■ **Instructions for the task**
Nothing but a number should be given: how many lines of the records include "OrderedRequest"?

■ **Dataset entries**
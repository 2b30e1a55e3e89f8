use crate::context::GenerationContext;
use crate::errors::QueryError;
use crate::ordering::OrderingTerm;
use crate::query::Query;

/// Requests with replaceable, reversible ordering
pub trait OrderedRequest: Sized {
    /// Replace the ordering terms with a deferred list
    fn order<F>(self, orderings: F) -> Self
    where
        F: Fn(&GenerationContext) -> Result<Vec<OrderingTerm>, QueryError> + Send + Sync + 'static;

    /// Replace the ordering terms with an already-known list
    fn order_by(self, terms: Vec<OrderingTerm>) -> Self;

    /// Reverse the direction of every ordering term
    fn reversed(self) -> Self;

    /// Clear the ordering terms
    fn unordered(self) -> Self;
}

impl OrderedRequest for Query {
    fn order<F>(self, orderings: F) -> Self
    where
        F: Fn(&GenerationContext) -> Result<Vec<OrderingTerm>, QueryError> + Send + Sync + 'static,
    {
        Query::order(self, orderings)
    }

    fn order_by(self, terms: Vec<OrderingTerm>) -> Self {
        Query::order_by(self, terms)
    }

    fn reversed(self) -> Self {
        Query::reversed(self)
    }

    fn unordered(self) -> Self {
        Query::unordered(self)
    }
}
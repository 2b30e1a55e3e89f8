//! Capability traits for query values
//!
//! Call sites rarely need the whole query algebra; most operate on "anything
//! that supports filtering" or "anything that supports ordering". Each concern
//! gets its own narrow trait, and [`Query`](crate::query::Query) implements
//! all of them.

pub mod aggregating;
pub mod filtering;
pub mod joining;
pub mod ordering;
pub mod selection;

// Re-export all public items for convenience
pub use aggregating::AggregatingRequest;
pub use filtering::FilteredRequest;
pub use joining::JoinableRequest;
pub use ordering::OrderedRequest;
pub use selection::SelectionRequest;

■ **Solution**
3